Once we began to vilify and fight wars over ideology, our war record started to falter. Despite our victory in Europe, Nazism is alive and well, and can even be found in our own country. Had the U.S. continued fighting World War II until Nazism was dead, we would probably still be fighting.

This is the missed lesson from the Cold War. First France, then the United States fought in Vietnam for decades, yet today, Vietnam is Communist. We have levied an embargo against and isolated Cuba for more than forty years, and yet it too is Communist. Add China to the list of current Communist regimes and you have a fairly large portion of the globe living under a political system that shaped this country’s foreign policy for a generation. The United States undoubtedly won the Cold War, yet more than one fifth of the world lives under Communist regimes, and we are witnessing a revival of leftist politics in our own hemisphere.

I have never been quite sure why we are in Iraq, but if we assume that the “enemy” is radical Islam, at least to the extent that its adherents condone, advocate and/or engage in the use of terror (whatever that means) to further its goal, then we cannot win. Just like we failed to destroy Nazism and Communism, while defeating the Third Reich and the Soviet Union, we have no hope of destroying radical Islam, or as President Bush tried for awhile to call it, “Islamo-Fascism.”

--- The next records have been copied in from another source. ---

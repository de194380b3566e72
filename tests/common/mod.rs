// Common test utilities and helpers for the test suite

#![allow(dead_code)]

use std::time::Duration;

use futures::future::{BoxFuture, FutureExt};
use stagefan::{CollectError, FanOut};

/// Error type for fan-out tests: either a scripted failure at an index or a collector failure.
#[derive(Debug, Clone, PartialEq)]
pub enum TestError {
    Op(usize),
    Collect(CollectError),
}

impl From<CollectError> for TestError {
    fn from(err: CollectError) -> Self {
        TestError::Collect(err)
    }
}

/// Order in which fanned-out sub-operations should complete.
#[derive(Debug, Clone, Copy)]
pub enum Order {
    Forward,
    Reversed,
    Shuffled,
}

impl Order {
    /// Delay for each of `n` sub-operations so that they finish in this order, 10ms apart.
    pub fn delays(self, n: usize) -> Vec<Duration> {
        let mut delays = vec![Duration::ZERO; n];
        for (rank, index) in self.completion_sequence(n).into_iter().enumerate() {
            delays[index] = Duration::from_millis(10 * (rank as u64 + 1));
        }
        delays
    }

    /// Indices of `n` sub-operations in the order they complete.
    pub fn completion_sequence(self, n: usize) -> Vec<usize> {
        let mut indices: Vec<usize> = (0..n).collect();
        match self {
            Order::Forward => {}
            Order::Reversed => indices.reverse(),
            // Fixed scramble: deterministic, but neither forward nor reversed.
            Order::Shuffled => indices.sort_by_key(|&i| ((i as u64 * 2_654_435_761) % 1_009, i)),
        }
        indices
    }
}

/// Spawner handing sub-operations to the ambient Tokio runtime.
pub fn tokio_spawner(fut: BoxFuture<'static, ()>) -> BoxFuture<'static, ()> {
    tokio::spawn(fut).map(|_| ()).boxed()
}

pub type TokioFanOut = FanOut<fn(BoxFuture<'static, ()>) -> BoxFuture<'static, ()>>;

pub fn tokio_fan_out() -> TokioFanOut {
    FanOut::new(tokio_spawner as fn(BoxFuture<'static, ()>) -> BoxFuture<'static, ()>)
}

/// Current-thread runtime with a paused clock: sleeps complete instantly, in deadline order.
pub fn paused_runtime() -> tokio::runtime::Runtime {
    tokio::runtime::Builder::new_current_thread()
        .enable_time()
        .start_paused(true)
        .build()
        .unwrap()
}

/// Yield to the executor once, waking immediately. Works on any runtime.
pub async fn yield_now() {
    let mut yielded = false;
    futures::future::poll_fn(|cx| {
        if yielded {
            std::task::Poll::Ready(())
        } else {
            yielded = true;
            cx.waker().wake_by_ref();
            std::task::Poll::Pending
        }
    })
    .await
}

One major difference between radical Islam and Nazism or Communism, and one that will make it even more difficult to destroy, is that radical Islam is at least in some part, a reaction to Western (American) involvement in the Middle East. Imagine that, we are fighting an unwinable war against an ideology that is fomented by our war against it.

The term “unwinable” needs to be one that we as Americans need to start getting used to in the “war on terror.” General Douglas Macarthur is rumored to have said that when he was finished, the Japanese language would be spoken only in Hell. How will General Petraeus know when he has finished? Will the Patriot Act be repealed? Will the CIA’s secret prisons in Eastern Europe or the detention center in Guantanamo Bay be closed? Will “Freedom Fries” be “French Fries” again? Will we be able to take bottled water and cuticle scissors on airplanes again?

The fact is we can no more eliminate radical Islam or terrorism, than we could Communism or Nazism.

President Bush’s legacy will be his handling of the war in Iraq. To date, official numbers of American service persons killed and wounded exceed 3,200 and 24,000, respectively, with the large majority of those occurring after the President landed on an Aircraft Carrier and declared “Mission Accomplished,” on television.

Our invasion of Iraq prompted a civil war that will not soon end, and that will surely explode when U.S. troops finally redeploy. The war in Iraq is poised to develop into a regional conflict whether we leave today, next week or next year, and no matter which scenario plays out, there will still be some group, somewhere, whether in the name of radical Islam, or whatever new cause then exists, that is inclined to and will hijack airplanes, build bombs and kill for that cause, what ever it is.

Our troops have obeyed their orders. They have performed brilliantly and heroically, but no matter how professional, brave, well trained or motivated, they are, our troops cannot rid the world of any ideology, no matter how repulsive. George Bush’s greatest legacy can be to order our troops back home and let them stop fighting a war no army can win – a war on thoughts.